Competitive programming often reduces algorithmic efficiency to Big O notation. While theoretically sound, Big O ignores the constants, interpreter overhead, and memory allocation patterns inherent in actual execution. A solution might be O(N) on paper but fail runtime constraints due to Python’s specific implementation details.

I developed Occam to bridge the gap between theoretical complexity and hardware reality. The goal was to build a local profiling tool capable of analyzing solution behavior under stress before submission to platforms like LeetCode.

Dynamic Analysis: Empirical Benchmarking

The primary component of Occam is a dynamic analyzer that measures runtime behavior relative to input size (N).

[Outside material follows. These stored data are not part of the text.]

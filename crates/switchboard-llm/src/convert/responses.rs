//! Conversion between canonical types and the `OpenAI` Responses API

use std::collections::HashMap;

use crate::error::LlmError;
use crate::protocol::openai::{
    ResponsesContent, ResponsesInputItem, ResponsesOutputContent, ResponsesOutputItem, ResponsesRequest,
    ResponsesResponse, ResponsesStreamEvent, ResponsesTool,
};
use crate::stream::{FrameDecoder, VendorEvent};
use crate::types::{
    ChatRequest, ChatResponse, Choice, ChoiceMessage, Content, ContentPart, FinishReason, Message, Role, ToolCall,
    ToolCallDelta, ToolPolicy, Usage,
};

/// Part kinds the Responses API accepts
pub const ACCEPTED_PARTS: &[&str] = &["text", "image_url", "file"];

/// Finish reason of a finished response object
pub fn finish_reason(resp: &ResponsesResponse, called_tools: bool) -> FinishReason {
    let incomplete = resp
        .incomplete_details
        .as_ref()
        .and_then(|details| details.reason.as_deref());

    match (resp.status.as_deref(), incomplete) {
        (Some("incomplete"), Some("max_output_tokens")) => FinishReason::Length,
        (Some("incomplete"), Some("content_filter")) => FinishReason::ContentFilter,
        _ if called_tools => FinishReason::ToolCalls,
        _ => FinishReason::Stop,
    }
}

// -- Request --

/// Build a Responses API request
pub fn request(req: &ChatRequest, vendor_model: &str) -> Result<ResponsesRequest, LlmError> {
    let mut input = Vec::new();

    for message in &req.messages {
        match message.role {
            Role::System => {}
            Role::User => input.push(ResponsesInputItem::Message {
                role: "user",
                content: user_content(message)?,
            }),
            Role::Assistant => {
                let text = message.text_content();
                if !text.is_empty() {
                    input.push(ResponsesInputItem::Message {
                        role: "assistant",
                        content: vec![ResponsesContent::OutputText { text }],
                    });
                }
                for call in message.tool_calls.iter().flatten() {
                    input.push(ResponsesInputItem::FunctionCall {
                        call_id: call.id.clone(),
                        name: call.function.name.clone(),
                        arguments: call.function.arguments.clone(),
                    });
                }
            }
            Role::Tool => input.push(ResponsesInputItem::FunctionCallOutput {
                call_id: message
                    .tool_call_id
                    .clone()
                    .ok_or_else(|| LlmError::InvalidRequest("tool messages require tool_call_id".to_owned()))?,
                output: message.text_content(),
            }),
        }
    }

    let tools = req
        .tools
        .iter()
        .flatten()
        .map(|tool| ResponsesTool {
            tool_type: "function",
            name: tool.function.name.clone(),
            description: tool.function.description.clone(),
            parameters: tool.function.schema(),
        })
        .collect();

    let tool_choice = req.tool_choice.as_ref().and_then(|choice| match choice.policy() {
        ToolPolicy::Auto => Some(serde_json::json!("auto")),
        ToolPolicy::Required => Some(serde_json::json!("required")),
        ToolPolicy::None => None,
        ToolPolicy::Named(name) => Some(serde_json::json!({"type": "function", "name": name})),
    });

    Ok(ResponsesRequest {
        model: vendor_model.to_owned(),
        input,
        instructions: super::hoisted_system(&req.messages),
        temperature: req.temperature,
        top_p: req.top_p,
        max_output_tokens: super::max_tokens(req, vendor_model),
        tools,
        tool_choice,
        stream: req.stream,
        store: false,
    })
}

fn user_content(message: &Message) -> Result<Vec<ResponsesContent>, LlmError> {
    let content = message
        .content
        .as_ref()
        .ok_or_else(|| LlmError::InvalidRequest("content is required".to_owned()))?;

    match content {
        Content::Text(text) => Ok(vec![ResponsesContent::InputText { text: text.clone() }]),
        Content::Parts(parts) => parts
            .iter()
            .map(|part| match part {
                ContentPart::Text { text } => Ok(ResponsesContent::InputText { text: text.clone() }),
                ContentPart::ImageUrl { image_url } => Ok(ResponsesContent::InputImage {
                    image_url: image_url.url.clone(),
                    detail: Some(image_url.detail.clone().unwrap_or_else(|| "auto".to_owned())),
                }),
                ContentPart::File { file } => Ok(ResponsesContent::InputFile {
                    file_id: file.file_id.clone(),
                    file_data: file.file_data.clone(),
                    filename: file.filename.clone(),
                }),
                ContentPart::Unsupported { kind } => Err(LlmError::UnsupportedContentType { kind: kind.clone() }),
            })
            .collect(),
    }
}

// -- Response --

/// Translate a finished response object
pub fn response(resp: ResponsesResponse, requested_model: &str) -> Result<ChatResponse, LlmError> {
    if resp.status.as_deref() == Some("failed") {
        let message = resp
            .error
            .map_or_else(|| "response failed".to_owned(), |error| error.message);
        return Err(LlmError::upstream(message));
    }

    let usage = resp.usage.as_ref();
    let (prompt, completion) = LlmError::require_usage(
        usage.and_then(|u| u.input_tokens),
        usage.and_then(|u| u.output_tokens),
    )?;

    let mut text = String::new();
    let mut tool_calls = Vec::new();
    for item in &resp.output {
        match item {
            ResponsesOutputItem::Message { content } => {
                for part in content {
                    match part {
                        ResponsesOutputContent::OutputText { text: fragment } => text.push_str(fragment),
                        ResponsesOutputContent::Refusal { refusal } => text.push_str(refusal),
                        ResponsesOutputContent::Other => {}
                    }
                }
            }
            ResponsesOutputItem::FunctionCall {
                call_id,
                name,
                arguments,
            } => tool_calls.push(ToolCall::function(call_id.clone(), name.clone(), arguments.clone())),
            ResponsesOutputItem::Other => {}
        }
    }

    let reason = finish_reason(&resp, !tool_calls.is_empty());

    Ok(ChatResponse {
        id: if resp.id.is_empty() { super::completion_id() } else { resp.id },
        object: ChatResponse::OBJECT.to_owned(),
        created: resp.created_at.unwrap_or_else(crate::types::unix_now),
        model: if resp.model.is_empty() {
            requested_model.to_owned()
        } else {
            resp.model
        },
        choices: vec![Choice {
            index: 0,
            message: ChoiceMessage::assistant(text, tool_calls),
            finish_reason: reason,
        }],
        usage: Usage::new(prompt, completion),
    })
}

// -- Stream --

/// Decodes semantic Responses API stream events
///
/// Function calls are identified by their position in the `output` array;
/// they are renumbered into sequential tool call indices.
#[derive(Debug, Default)]
pub struct ResponsesDecoder {
    tool_indices: HashMap<u32, u32>,
}

impl ResponsesDecoder {
    /// Decoder for a fresh stream
    pub fn new() -> Self {
        Self::default()
    }

    fn convert(&mut self, event: ResponsesStreamEvent) -> Result<Vec<VendorEvent>, LlmError> {
        let events = match event {
            ResponsesStreamEvent::Created { response } => vec![VendorEvent::Started {
                id: Some(response.id).filter(|id| !id.is_empty()),
                model: Some(response.model).filter(|model| !model.is_empty()),
            }],
            ResponsesStreamEvent::OutputTextDelta { delta } | ResponsesStreamEvent::RefusalDelta { delta } => {
                vec![VendorEvent::Content { index: 0, text: delta }]
            }
            ResponsesStreamEvent::OutputItemAdded {
                output_index,
                item: ResponsesOutputItem::FunctionCall { call_id, name, .. },
            } => {
                let index = u32::try_from(self.tool_indices.len()).unwrap_or(u32::MAX);
                self.tool_indices.insert(output_index, index);
                vec![VendorEvent::ToolCall {
                    index: 0,
                    call: ToolCallDelta::start(index, call_id, name),
                }]
            }
            ResponsesStreamEvent::FunctionCallArgumentsDelta { output_index, delta } => {
                match self.tool_indices.get(&output_index) {
                    Some(index) => vec![VendorEvent::ToolCall {
                        index: 0,
                        call: ToolCallDelta::arguments(*index, delta),
                    }],
                    None => Vec::new(),
                }
            }
            ResponsesStreamEvent::Completed { response } | ResponsesStreamEvent::Incomplete { response } => {
                let usage = response.usage.as_ref();
                vec![
                    VendorEvent::Usage {
                        prompt_tokens: usage.and_then(|u| u.input_tokens),
                        completion_tokens: usage.and_then(|u| u.output_tokens),
                    },
                    VendorEvent::Finished {
                        index: 0,
                        reason: finish_reason(&response, !self.tool_indices.is_empty()),
                    },
                ]
            }
            ResponsesStreamEvent::Failed { response } => {
                let message = response
                    .error
                    .map_or_else(|| "response failed".to_owned(), |error| error.message);
                return Err(LlmError::upstream(message));
            }
            ResponsesStreamEvent::Error { message } => return Err(LlmError::upstream(message)),
            ResponsesStreamEvent::OutputItemAdded { .. } | ResponsesStreamEvent::Other => Vec::new(),
        };

        Ok(events)
    }
}

impl FrameDecoder for ResponsesDecoder {
    fn decode(&mut self, data: &str) -> Result<Vec<VendorEvent>, LlmError> {
        match serde_json::from_str::<ResponsesStreamEvent>(data) {
            Ok(event) => self.convert(event),
            Err(e) => {
                tracing::debug!(error = %e, data, "skipping unparseable responses event");
                Ok(Vec::new())
            }
        }
    }
}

Rather than running a single test case, the tool executes the target function against procedurally generated datasets of increasing scale.

Implementation

The analyzer utilizes Python’s `timeit` module for precision clocking and `tracemalloc` to snapshot peak memory usage. By collecting data points across a range (e.g., N=10 to N=10,000), we establish a dataset representing the algorithm’s growth curve.

To determine the complexity class programmatically, Occam performs a linear regression on the log-log plot of Time vs N. The resulting slope approximates the polynomial degree:

  • Slope approx. 1: Linear O(N)
  • Slope approx. 2: Quadratic O(N^2)
  • Slope approx. 0: Constant O(1)

This allows for the validation of algorithmic assumptions against actual hardware performance.

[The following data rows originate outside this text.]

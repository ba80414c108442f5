//! Window classifier
//!
//! Classifies an instant against a webinar schedule. Pure and total;
//! malformed schedules are a caller precondition (validated at creation)
//! and are not re-checked here.

use chrono::{DateTime, Utc};

use crate::models::Schedule;

/// Where "now" falls relative to the broadcast window
#[derive(Debug, Clone, Copy, PartialEq, Eq)]
pub enum WindowState {
    Upcoming,
    Live,
    Ended,
}

/// Classify an instant against the schedule.
///
/// `start_time <= now <= end_time` is Live; the end instant itself still
/// counts as Live.
pub fn classify(now: DateTime<Utc>, schedule: &Schedule) -> WindowState {
    if now < schedule.start_time {
        WindowState::Upcoming
    } else if now <= schedule.end_time {
        WindowState::Live
    } else {
        WindowState::Ended
    }
}

/// Master timebase for event visibility: seconds since the scheduled start.
/// Negative while the webinar is upcoming.
pub fn elapsed_seconds(now: DateTime<Utc>, schedule: &Schedule) -> i64 {
    (now - schedule.start_time).num_seconds()
}

/// Elapsed whole minutes since start, clamped to zero before the start.
/// Input to the synthetic analytics projection.
pub fn elapsed_minutes(now: DateTime<Utc>, schedule: &Schedule) -> i64 {
    (elapsed_seconds(now, schedule) / 60).max(0)
}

Static Analysis: CPython Internals

Runtime metrics can sometimes mask inefficient implementation details. To address this, Occam includes a static analysis engine that inspects the raw CPython bytecode using the `dis` module.

Bytecode & Instruction Counting

The tool disassembles the function object to count specific bytecode instructions. This reveals hidden costs, such as implicit loop overheads or expensive global lookups, that high-level Python syntax obscures.

Cyclomatic Complexity

Occam calculates the Cyclomatic Complexity number by analyzing the Control Flow Graph (CFG). It iterates through the bytecode to count branching instructions (POP_JUMP_IF_FALSE, FOR_ITER, etc.). This metric provides a quantitative measure of code maintainability and branch density, independent of execution time.

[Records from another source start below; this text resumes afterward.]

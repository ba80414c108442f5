//! Shared tick source
//!
//! One background thread samples the clock and fans the instant out to every
//! subscriber, so all projections within a tick agree on `now`. Subscribers
//! register on session mount and must unregister on unmount.

use std::sync::atomic::{AtomicBool, AtomicU64, Ordering};
use std::sync::{Arc, Mutex};
use std::thread::JoinHandle;
use std::time::Duration;

use chrono::{DateTime, Utc};
use tracing::debug;

/// Receives the shared clock sample once per tick
pub trait TickSubscriber: Send {
    fn on_tick(&mut self, now: DateTime<Utc>);
}

pub type SubscriberId = u64;

struct TickerInner {
    subscribers: Mutex<Vec<(SubscriberId, Box<dyn TickSubscriber>)>>,
    next_id: AtomicU64,
    running: AtomicBool,
}

impl TickerInner {
    fn dispatch(&self, now: DateTime<Utc>) {
        let mut subscribers = self.subscribers.lock().unwrap();
        for (_, subscriber) in subscribers.iter_mut() {
            subscriber.on_tick(now);
        }
    }
}

pub struct Ticker {
    inner: Arc<TickerInner>,
    interval: Duration,
    handle: Option<JoinHandle<()>>,
}

impl Ticker {
    pub fn new(interval: Duration) -> Self {
        Self {
            inner: Arc::new(TickerInner {
                subscribers: Mutex::new(Vec::new()),
                next_id: AtomicU64::new(1),
                running: AtomicBool::new(false),
            }),
            interval,
            handle: None,
        }
    }

    pub fn subscribe(&self, subscriber: Box<dyn TickSubscriber>) -> SubscriberId {
        let id = self.inner.next_id.fetch_add(1, Ordering::Relaxed);
        self.inner.subscribers.lock().unwrap().push((id, subscriber));
        debug!(subscriber_id = id, "Tick subscriber registered");
        id
    }

    /// Remove a subscriber; returns false if the id was already gone
    pub fn unsubscribe(&self, id: SubscriberId) -> bool {
        let mut subscribers = self.inner.subscribers.lock().unwrap();
        let before = subscribers.len();
        subscribers.retain(|(sub_id, _)| *sub_id != id);
        subscribers.len() < before
    }

    pub fn subscriber_count(&self) -> usize {
        self.inner.subscribers.lock().unwrap().len()
    }

    /// Deliver a single tick synchronously
    pub fn tick_now(&self, now: DateTime<Utc>) {
        self.inner.dispatch(now);
    }

    /// Start the background polling thread
    pub fn start(&mut self) {
        if self.handle.is_some() {
            return;
        }
        self.inner.running.store(true, Ordering::SeqCst);

        let inner = self.inner.clone();
        let interval = self.interval;
        self.handle = Some(std::thread::spawn(move || {
            while inner.running.load(Ordering::SeqCst) {
                inner.dispatch(Utc::now());
                std::thread::sleep(interval);
            }
        }));
    }

    /// Stop the polling thread and wait for it to exit
    pub fn stop(&mut self) {
        self.inner.running.store(false, Ordering::SeqCst);
        if let Some(handle) = self.handle.take() {
            let _ = handle.join();
        }
    }
}

impl Drop for Ticker {
    fn drop(&mut self) {
        self.stop();
    }
}

#[cfg(test)]
mod tests {
    use super::*;

    struct Recorder {
        ticks: Arc<Mutex<Vec<DateTime<Utc>>>>,
    }

    impl TickSubscriber for Recorder {
        fn on_tick(&mut self, now: DateTime<Utc>) {
            self.ticks.lock().unwrap().push(now);
        }
    }

    fn recorder() -> (Recorder, Arc<Mutex<Vec<DateTime<Utc>>>>) {
        let ticks = Arc::new(Mutex::new(Vec::new()));
        (
            Recorder {
                ticks: ticks.clone(),
            },
            ticks,
        )
    }

    #[test]
    fn test_tick_now_reaches_all_subscribers() {
        let ticker = Ticker::new(Duration::from_secs(1));
        let (a, a_ticks) = recorder();
        let (b, b_ticks) = recorder();
        ticker.subscribe(Box::new(a));
        ticker.subscribe(Box::new(b));

        let now = Utc::now();
        ticker.tick_now(now);

        // Both subscribers observed the same instant
        assert_eq!(a_ticks.lock().unwrap().as_slice(), &[now]);
        assert_eq!(b_ticks.lock().unwrap().as_slice(), &[now]);
    }

    #[test]
    fn test_unsubscribe_stops_delivery() {
        let ticker = Ticker::new(Duration::from_secs(1));
        let (sub, ticks) = recorder();
        let id = ticker.subscribe(Box::new(sub));
        ticker.tick_now(Utc::now());

        assert!(ticker.unsubscribe(id));
        assert!(!ticker.unsubscribe(id));
        assert_eq!(ticker.subscriber_count(), 0);

        ticker.tick_now(Utc::now());
        assert_eq!(ticks.lock().unwrap().len(), 1);
    }

    #[test]
    fn test_background_thread_ticks_and_stops() {
        let mut ticker = Ticker::new(Duration::from_millis(10));
        let (sub, ticks) = recorder();
        ticker.subscribe(Box::new(sub));

        ticker.start();
        std::thread::sleep(Duration::from_millis(100));
        ticker.stop();

        let count = ticks.lock().unwrap().len();
        assert!(count >= 2, "expected at least 2 ticks, got {}", count);

        // No further ticks after stop
        std::thread::sleep(Duration::from_millis(30));
        assert_eq!(ticks.lock().unwrap().len(), count);
    }
}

Battle Mode: Comparative Profiling

Optimization is often about trade-offs. To facilitate A/B testing, I implemented a “Battle Mode” that accepts multiple script files.

The tool executes all provided solutions against the exact same generated input vectors. It then overlays the performance graphs and outputs a statistical comparison. This allows for direct analysis of different approaches—for example, comparing the memory overhead of a Recursive DFS against the time complexity of an Iterative BFS—to determine which implementation is optimal for a specific constraint set.

Visualization

Raw numerical data can be difficult to interpret at a glance. Occam integrates `scipy` for statistical smoothing and `matplotlib` to generate complexity graphs. These visualizations display not just the average runtime, but also the standard deviation (stability) and peak memory consumption at each interval.

Conclusion

Understanding code requires more than looking at the syntax; it requires understanding how that syntax executes on the machine. Occam provides the tooling necessary to dissect Python solutions, offering both the theoretical confirmation of static analysis and the practical reality of dynamic stress testing.

Source code: https://github.com/antonhibl/occam